When I first started teaching I didn’t really think about saying goodbye to classes that were part of my life for two years. I would feel sad to see them go but created no space for that sadness to be named and shared. Then the penny dropped. Even though I was ‘just’ their teacher, and they were ‘just’ my students, we had shared time and experiences together, and that mattered.

So then I got better at saying goodbye. Sometimes there are appreciation circles, sometimes we pass notes round to write our messages on, sometimes we share – you guessed it – cake, and memories. Always it involves acknowledging that something is coming to an end.

In the past I was too busy rushing onto the new beginning, the next year, the next class, the next thing, to end the current one with attention and positive intention.
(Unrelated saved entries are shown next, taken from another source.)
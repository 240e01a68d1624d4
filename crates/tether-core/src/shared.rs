//! Thread-safe engine handle
//!
//! One mutex guards the whole engine, so every operation — including a full
//! multi-component transaction with its cascade across fused cells — runs as
//! one critical section and no thread observes a partially-committed state.
//! Listeners run inside the critical section but only see the new value by
//! reference; they have no path back into the engine, so they cannot
//! re-enter the lock.

use crate::engine::Engine;
use crate::error::Result;
use crate::identity::{HookId, ListenerId, OwnerId};
use crate::owner::Schema;
use crate::sync::SyncMode;
use crate::value::{Value, ValueMap};
use std::sync::{Arc, Mutex, PoisonError};

/// A cloneable, thread-safe handle to one [`Engine`]
///
/// Clones share the same underlying engine; calls from different threads are
/// serialized, calls from one thread run in program order.
#[derive(Debug, Clone, Default)]
pub struct SharedEngine {
    inner: Arc<Mutex<Engine>>,
}

impl SharedEngine {
    /// Create a handle around a fresh engine
    pub fn new() -> Self {
        Self::default()
    }

    /// Wrap an existing engine
    pub fn from_engine(engine: Engine) -> Self {
        Self {
            inner: Arc::new(Mutex::new(engine)),
        }
    }

    /// Run a closure against the engine inside the critical section
    ///
    /// A poisoned lock is recovered rather than propagated: the engine's
    /// rollback discipline means a panicking caller cannot leave a
    /// half-committed transaction behind.
    pub fn with<R>(&self, f: impl FnOnce(&mut Engine) -> R) -> R {
        let mut guard = self.inner.lock().unwrap_or_else(PoisonError::into_inner);
        f(&mut guard)
    }

    /// See [`Engine::register_owner`]
    pub fn register_owner(&self, schema: impl Schema + 'static) -> OwnerId {
        self.with(|engine| engine.register_owner(schema))
    }

    /// See [`Engine::create_hook`]
    pub fn create_hook(
        &self,
        owner: OwnerId,
        key: impl Into<String>,
        initial: impl Into<Value>,
    ) -> Result<HookId> {
        self.with(|engine| engine.create_hook(owner, key, initial))
    }

    /// See [`Engine::register_derived`]
    pub fn register_derived(
        &self,
        owner: OwnerId,
        key: impl Into<String>,
        compute: impl Fn(&ValueMap) -> Value + Send + 'static,
    ) -> Result<HookId> {
        self.with(|engine| engine.register_derived(owner, key, compute))
    }

    /// See [`Engine::value`]
    pub fn value(&self, hook: HookId) -> Result<Value> {
        self.with(|engine| engine.value(hook))
    }

    /// See [`Engine::set`]
    pub fn set(&self, hook: HookId, value: impl Into<Value>) -> Result<()> {
        self.with(|engine| engine.set(hook, value))
    }

    /// See [`Engine::submit`]
    pub fn submit(&self, owner: OwnerId, partial: ValueMap) -> Result<()> {
        self.with(|engine| engine.submit(owner, partial))
    }

    /// See [`Engine::component_values`]
    pub fn component_values(&self, owner: OwnerId) -> Result<ValueMap> {
        self.with(|engine| engine.component_values(owner))
    }

    /// See [`Engine::connect`]
    pub fn connect(&self, a: HookId, b: HookId, mode: SyncMode) -> Result<()> {
        self.with(|engine| engine.connect(a, b, mode))
    }

    /// See [`Engine::detach`]
    pub fn detach(&self, hook: HookId) -> Result<()> {
        self.with(|engine| engine.detach(hook))
    }

    /// See [`Engine::deactivate`]
    pub fn deactivate(&self, hook: HookId) -> Result<()> {
        self.with(|engine| engine.deactivate(hook))
    }

    /// See [`Engine::subscribe`]
    pub fn subscribe(
        &self,
        hook: HookId,
        listener: impl FnMut(&Value) + Send + 'static,
    ) -> Result<ListenerId> {
        self.with(|engine| engine.subscribe(hook, listener))
    }

    /// See [`Engine::unsubscribe`]
    pub fn unsubscribe(&self, hook: HookId, listener: ListenerId) -> Result<bool> {
        self.with(|engine| engine.unsubscribe(hook, listener))
    }

    /// See [`Engine::fusion_domain`]
    pub fn fusion_domain(&self, hook: HookId) -> Result<Vec<HookId>> {
        self.with(|engine| engine.fusion_domain(hook))
    }
}

// Compile-time check that the handle can be shared across threads.
fn _assert_send_sync<T: Send + Sync>() {}
fn _shared_engine_is_send_sync() {
    _assert_send_sync::<SharedEngine>();
}
//! Runtime-neutral tensors and model traits

use ndarray::{ArrayD, IxDyn};

use crate::error::{EngineError, Result};

/// Tensor payload; inputs are token ids / masks (`I64`), outputs are `F32`.
#[derive(Debug, Clone, PartialEq)]
pub enum TensorData {
    I64(ArrayD<i64>),
    F32(ArrayD<f32>),
}

/// A tensor bound to a model input or output name.
#[derive(Debug, Clone, PartialEq)]
pub struct NamedTensor {
    pub name: String,
    pub data: TensorData,
}

impl NamedTensor {
    pub fn i64(name: impl Into<String>, shape: &[usize], values: Vec<i64>) -> Result<Self> {
        let array = ArrayD::from_shape_vec(IxDyn(shape), values)
            .map_err(|e| EngineError::Inference(e.into()))?;
        Ok(Self {
            name: name.into(),
            data: TensorData::I64(array),
        })
    }

    pub fn f32(name: impl Into<String>, array: ArrayD<f32>) -> Self {
        Self {
            name: name.into(),
            data: TensorData::F32(array),
        }
    }

    pub fn shape(&self) -> &[usize] {
        match &self.data {
            TensorData::I64(a) => a.shape(),
            TensorData::F32(a) => a.shape(),
        }
    }

    pub fn as_f32(&self) -> Option<&ArrayD<f32>> {
        match &self.data {
            TensorData::F32(a) => Some(a),
            TensorData::I64(_) => None,
        }
    }

    pub fn as_i64(&self) -> Option<&ArrayD<i64>> {
        match &self.data {
            TensorData::I64(a) => Some(a),
            TensorData::F32(_) => None,
        }
    }
}

/// A model taking named tensors and returning named tensors.
///
/// Implemented by the ONNX runtime wrapper and by test doubles.
pub trait TensorModel: Send {
    fn name(&self) -> &str;

    fn run(&mut self, inputs: Vec<NamedTensor>) -> Result<Vec<NamedTensor>>;
}

/// A model that maps a whole token sequence to next-token logits.
pub trait SequenceModel: Send {
    fn name(&self) -> &str;

    /// Logits for the token following `tokens`.
    fn logits(&mut self, tokens: &[u32]) -> Result<Vec<f32>>;
}
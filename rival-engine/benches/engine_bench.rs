//! Benchmarks for the per-guess hot paths
//!
//! Run with: cargo bench

use std::collections::HashMap;

use criterion::{Criterion, black_box, criterion_group, criterion_main};
use rand::SeedableRng;
use rand::rngs::StdRng;
use rival_engine::sampling::{LetterRequest, SamplingParams};
use rival_engine::{
    ConstraintState, Feedback, HistoryEntry, Language, OpenerCooldown, PenaltyConfig, Sampler,
    Tokenizer, VocabMaps, choose_opener, config::OpenerSettings,
};

const WORDS: &[&str] = &[
    "crane", "slate", "pilot", "lemon", "melon", "mound", "fight", "brick", "glove", "shark",
    "plumb", "dwelt", "audio", "raise", "stare", "tonic",
];

fn tokenizer() -> Tokenizer {
    let mut pieces: Vec<String> = vec!["<s>".into(), "▁".into()];
    pieces.extend(('a'..='z').map(String::from));
    pieces.extend(WORDS.iter().map(|w| w.to_string()));
    let vocab: HashMap<String, u32> = pieces
        .into_iter()
        .enumerate()
        .map(|(i, p)| (p, i as u32))
        .collect();
    Tokenizer::new(vocab, Vec::new(), Vec::new()).unwrap()
}

fn history() -> Vec<HistoryEntry> {
    ["crane", "moist", "pilaf"]
        .iter()
        .map(|g| HistoryEntry::new(g, Feedback::score(g, "pilot"), Language::En).unwrap())
        .collect()
}

fn bench_constraints(c: &mut Criterion) {
    let rows = history();
    c.bench_function("constraints_from_history", |b| {
        b.iter(|| ConstraintState::from_history(black_box(&rows)))
    });
}

fn bench_sampling(c: &mut Criterion) {
    let tok = tokenizer();
    let maps = VocabMaps::build(&tok, &[Language::En]);
    let vocab = maps.get(Language::En);
    let state = ConstraintState::from_history(&history());
    let sampler = Sampler::new(PenaltyConfig::default());
    let logits: Vec<f32> = (0..tok.vocab_size()).map(|i| (i % 7) as f32).collect();
    let used = ['p', 'i'];
    let request = LetterRequest {
        position: 2,
        used: &used,
        constraints: &state,
        vocab,
        params: SamplingParams {
            temperature: 0.8,
            top_k: 20,
        },
    };
    let mut rng = StdRng::seed_from_u64(1);

    c.bench_function("choose_letter", |b| {
        b.iter(|| sampler.choose_letter(&mut rng, black_box(&logits), &request))
    });
}

fn bench_opener(c: &mut Criterion) {
    let tok = tokenizer();
    let maps = VocabMaps::build(&tok, &[Language::En]);
    let settings = OpenerSettings {
        strict: false,
        max_attempts: 24,
        bias_scale: 1.0,
        temperature: 0.9,
        top_k: 64,
        cooldown_file: None,
    };
    let mut rng = StdRng::seed_from_u64(2);

    c.bench_function("choose_opener", |b| {
        b.iter(|| {
            let mut cooldown = OpenerCooldown::new();
            choose_opener(
                &mut rng,
                Language::En,
                maps.get(Language::En),
                None,
                &settings,
                &mut cooldown,
            )
        })
    });
}

criterion_group!(benches, bench_constraints, bench_sampling, bench_opener);
criterion_main!(benches);
impl GuessEngine {
    /// Assemble an engine from an already built tokenizer and model set.
    ///
    /// Fails only when no inference strategy can be formed from `models`.
    pub fn new(settings: Settings, tokenizer: Tokenizer, models: LoadedModels) -> Result<Self> {
        let backend = Backend::select(models)?;
        let vocab = VocabMaps::build(&tokenizer, &Language::ALL);

        let session_ctx = SessionContext {
            model: settings.model.clone(),
            vocab_size: settings.model.vocab_size.unwrap_or(tokenizer.vocab_size()),
            pad_id: tokenizer.pad_id().or(tokenizer.eos_id()).unwrap_or(0),
        };

        let mut known_words = HashMap::new();
        for language in Language::ALL {
            let mut words = vocab.get(language).words().clone();
            if let Some(path) = settings.word_list(language) {
                match load_word_list(path, language) {
                    Ok(list) => words.extend(list),
                    Err(e) => warn!("Failed to read word list {:?}: {}", path, e),
                }
            }
            debug!("{} known words for {}", words.len(), language);
            known_words.insert(language, words);
        }

        let cooldown_file = settings.cooldown_file();
        let cooldown = match &cooldown_file {
            Some(path) => OpenerCooldown::load_or_default(path).unwrap_or_else(|e| {
                warn!("Failed to load opener cooldown {:?}: {}", path, e);
                OpenerCooldown::new()
            }),
            None => OpenerCooldown::new(),
        };

        let rng = match settings.seed {
            Some(seed) => StdRng::seed_from_u64(seed),
            None => StdRng::from_os_rng(),
        };

        Ok(Self {
            sampler: Sampler::new(settings.sampling),
            boss: BossMemory::new(settings.boss.clone()),
            settings,
            tokenizer,
            vocab,
            backend,
            session_ctx,
            rng,
            cooldown: Arc::new(Mutex::new(cooldown)),
            cooldown_file,
            answers: None,
            known_words,
        })
    }

    /// Load the tokenizer and every configured model file.
    ///
    /// Model files that fail to load are skipped with a warning; it is an
    /// error only when nothing usable remains.
    pub fn from_settings(settings: Settings) -> Result<Self> {
        let tokenizer_path = settings.tokenizer_path();
        let tokenizer = Tokenizer::from_file(&tokenizer_path)?;
        info!(
            "Loaded tokenizer from {:?} ({} tokens)",
            tokenizer_path,
            tokenizer.vocab_size()
        );
        let vocab_size = settings.model.vocab_size.unwrap_or(tokenizer.vocab_size());
        let models = load_models(&settings, vocab_size);
        Self::new(settings, tokenizer, models)
    }

    /// Build an engine on a background thread so the caller stays responsive
    /// while models load.
    pub fn spawn_load(settings: Settings) -> JoinHandle<Result<Self>> {
        std::thread::spawn(move || Self::from_settings(settings))
    }

    /// Reveal hidden answers to the boss difficulty.
    pub fn with_answer_source(mut self, source: impl AnswerSource + 'static) -> Self {
        self.answers = Some(Box::new(source));
        self
    }

    /// Share an opener cooldown with other engines. `file` is where it is
    /// persisted after each opener; `None` keeps it in memory.
    pub fn with_cooldown(mut self, cooldown: SharedCooldown, file: Option<PathBuf>) -> Self {
        self.cooldown = cooldown;
        self.cooldown_file = file;
        self
    }

    pub fn cooldown(&self) -> SharedCooldown {
        Arc::clone(&self.cooldown)
    }

    /// Add answer-capable words for `language`. Words that do not normalize
    /// to a five-letter word of the language are ignored.
    pub fn extend_known_words<I, S>(&mut self, language: Language, words: I)
    where
        I: IntoIterator<Item = S>,
        S: AsRef<str>,
    {
        let known = self.known_words.entry(language).or_default();
        known.extend(
            words
                .into_iter()
                .filter_map(|w| normalize_word(w.as_ref(), language)),
        );
    }

    pub fn known_word_count(&self, language: Language) -> usize {
        self.known_words.get(&language).map_or(0, BTreeSet::len)
    }

    pub fn strategy(&self) -> Strategy {
        self.backend.strategy()
    }

    pub fn tokenizer(&self) -> &Tokenizer {
        &self.tokenizer
    }

    pub fn vocab(&self, language: Language) -> &LanguageVocab {
        self.vocab.get(language)
    }

    pub fn settings(&self) -> &Settings {
        &self.settings
    }

    /// What the boss difficulty has discovered in the current game.
    pub fn boss(&self) -> &BossMemory {
        &self.boss
    }

    /// Run one throwaway prefill so lazy runtime initialization happens
    /// before the first real guess.
    pub fn warm_up(&mut self) -> Result<()> {
        let prompt = build_prompt(&self.settings.prompt, Language::En, &[]);
        let tokens = self.tokenizer.encode(&prompt, true)?;
        let mut session = self.backend.session(&self.session_ctx);
        session.prefill(&tokens)?;
        debug!("Warm-up complete ({})", session.strategy());
        Ok(())
    }

    /// Next guess for a history given as `(word, feedback)` string pairs.
    pub fn guess_next<W, F>(
        &mut self,
        rows: &[(W, F)],
        language: Language,
        difficulty: Difficulty,
    ) -> Result<String>
    where
        W: AsRef<str>,
        F: AsRef<str>,
    {
        let history = parse_history(rows, language, self.settings.feedback.strict)?;
        self.guess_from_history(&history, language, difficulty)
    }

    /// Next guess for an already parsed history.
    pub fn guess_from_history(
        &mut self,
        history: &[HistoryEntry],
        language: Language,
        difficulty: Difficulty,
    ) -> Result<String> {
        if history.is_empty() {
            return Ok(self.pick_opener(language));
        }

        let mut constraints = ConstraintState::from_history(history);
        if difficulty == Difficulty::Boss
            && let Some(answer) = self.answers.as_ref().and_then(|s| s.answer(language))
        {
            // the opener is never consulted, so the first model guess is turn 0
            let turn = history.len() - 1;
            self.boss
                .consult(&mut self.rng, language, turn, &answer, &mut constraints);
        }

        if let Some(word) = self.obvious_answer(language, &constraints) {
            debug!("Only '{}' still fits, skipping the model", word);
            return Ok(word);
        }

        let vocab = self.vocab.get(language);
        if vocab.letter_ids().is_empty() {
            return Err(EngineError::ModelUnavailable(format!(
                "tokenizer has no single-letter tokens for {}",
                language
            )));
        }

        let prompt = build_prompt(&self.settings.prompt, language, history);
        let tokens = self.tokenizer.encode(&prompt, true)?;
        let mut generation = Generation {
            sampler: &self.sampler,
            rng: &mut self.rng,
            vocab,
            constraints: &constraints,
            language,
            params: self.settings.difficulty.params(difficulty),
        };

        let primary = {
            let mut session = self.backend.session(&self.session_ctx);
            generation.run(session.as_mut(), &tokens)
        };
        let error = match primary {
            Ok(word) => return Ok(word),
            Err(e) if e.triggers_fallback() => e,
            Err(e) => return Err(e),
        };

        let primary_strategy = self.backend.strategy();
        let Some(mut session) = self.backend.fallback_session() else {
            return Err(EngineError::NoUsableBackend {
                attempts: 1,
                last: Box::new(error),
            });
        };
        warn!(
            "{} strategy failed ({}), retrying with {}",
            primary_strategy,
            error,
            session.strategy()
        );
        generation
            .run(session.as_mut(), &tokens)
            .map_err(|last| EngineError::NoUsableBackend {
                attempts: 2,
                last: Box::new(last),
            })
    }

    /// Next-token logits for the opener prompt, from the primary strategy or
    /// else the stateless fallback.
    fn opener_logits(&mut self, language: Language) -> Option<Vec<f32>> {
        let prompt = build_prompt(&self.settings.prompt, language, &[]);
        let tokens = match self.tokenizer.encode(&prompt, true) {
            Ok(tokens) => tokens,
            Err(e) => {
                warn!("Opener prompt failed to encode, ranking by letter statistics: {}", e);
                return None;
            }
        };

        let error = {
            let mut session = self.backend.session(&self.session_ctx);
            match session.prefill(&tokens) {
                Ok(logits) => return Some(logits),
                Err(e) => e,
            }
        };
        let Some(mut session) = self.backend.fallback_session() else {
            warn!("Opener prefill failed, ranking by letter statistics: {}", error);
            return None;
        };
        warn!(
            "Opener prefill failed ({}), retrying with {}",
            error,
            session.strategy()
        );
        match session.prefill(&tokens) {
            Ok(logits) => Some(logits),
            Err(e) => {
                warn!("Opener prefill failed, ranking by letter statistics: {}", e);
                None
            }
        }
    }

    /// The single known word satisfying `constraints`, if exactly one does.
    fn obvious_answer(&self, language: Language, constraints: &ConstraintState) -> Option<String> {
        let words = self.known_words.get(&language)?;
        let mut matching = words.iter().filter(|w| constraints.matches_word(w));
        let first = matching.next()?;
        matching.next().is_none().then(|| first.clone())
    }

    /// First guess of a game. Starts a new game for the boss memory.
    ///
    /// Never fails: model trouble falls back to the letter-statistics
    /// ranking, an empty pool to a fixed word.
    pub fn pick_opener(&mut self, language: Language) -> String {
        self.boss.reset(language);
        let logits = self.opener_logits(language);

        let mut cooldown = self.cooldown.lock().unwrap_or_else(PoisonError::into_inner);
        let OpenerChoice { word, id, source } = choose_opener(
            &mut self.rng,
            language,
            self.vocab.get(language),
            logits.as_deref(),
            &self.settings.opener,
            &mut cooldown,
        );
        debug!("Opener '{}' for {} ({:?})", word, language, source);

        if id.is_some()
            && cooldown.is_dirty()
            && let Some(path) = &self.cooldown_file
            && let Err(e) = cooldown.save(path)
        {
            warn!("Failed to save opener cooldown to {:?}: {}", path, e);
        }
        word
    }
}

/// Borrowed state for sampling one word.
struct Generation<'a> {
    sampler: &'a Sampler,
    rng: &'a mut StdRng,
    vocab: &'a LanguageVocab,
    constraints: &'a ConstraintState,
    language: Language,
    params: SamplingParams,
}

impl Generation<'_> {
    fn run(&mut self, session: &mut dyn LogitsSession, prompt: &[u32]) -> Result<String> {
        let mut logits = session.prefill(prompt)?;
        let mut used: Vec<char> = Vec::with_capacity(WORD_LEN);

        for position in 0..WORD_LEN {
            let request = LetterRequest {
                position,
                used: &used,
                constraints: self.constraints,
                vocab: self.vocab,
                params: self.params,
            };
            let sampled = self
                .sampler
                .choose_letter(&mut *self.rng, &logits, &request)
                .and_then(|id| self.vocab.letter_of(id).map(|c| (c, id)));

            let (letter, id) = match sampled {
                Some(pick) => pick,
                None => {
                    let vocab = self.vocab;
                    let letter = fallback_letter(
                        self.language,
                        position,
                        &used,
                        self.constraints,
                        |c| vocab.id_for(c).is_some(),
                    );
                    let id = vocab.id_for(letter).ok_or_else(|| {
                        EngineError::ModelUnavailable(format!(
                            "no token for letter '{}' in {}",
                            letter, self.language
                        ))
                    })?;
                    debug!("Position {}: nothing sampled, using '{}'", position, letter);
                    (letter, id)
                }
            };
            used.push(letter);

            if position + 1 < WORD_LEN {
                logits = session.step(id)?;
            }
        }
        Ok(used.into_iter().collect())
    }
}

fn load_models(settings: &Settings, vocab_size: usize) -> LoadedModels {
    let assets = &settings.assets;
    let mut models = LoadedModels::default();

    if let Some(path) = &assets.prefill_model {
        models.prefill = load_or_warn(path, "prefill", |p| tensor_model(p, "prefill", settings));
    }
    if let Some(path) = &assets.decode_model {
        models.decode = load_or_warn(path, "decode", |p| tensor_model(p, "decode", settings));
    }
    if let Some(path) = &assets.stateless_model {
        models.stateless =
            load_or_warn(path, "stateless", |p| sequence_model(p, settings, vocab_size));
    }
    models
}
I used to do that because endings are sad. Even when a new door is opening, there is a door closing and that cannot be denied.

We need to say goodbye for practice.

Practice for the big goodbyes, the ones we don’t have time to prepare for, the ones we don’t want to think about.

We sometimes get no warning of when our partner will leave us. Some deaths sneak up on us. Children leave home when we were too busy helping them pack to notice they are actually going. Our job is there one minute and gone the next.

If we don’t practice saying our small goodbyes, then the big ones are all the harder. Saying goodbye to our workplace, saying goodbye to our ex-partner, saying goodbye to loved ones, it is all hard.

So now I teach teachers about how to do endings with their groups. It is particularly crucial in primary schools where one teacher is with the children all day and every day and sometimes for a couple of years.

When my coaching course came to an end, Kim led us through an ending ritual because, she said, how we end affects how we make that new beginning. And she was right. When we appreciate what is ending and sit with the sadness, we are truly ready to move on.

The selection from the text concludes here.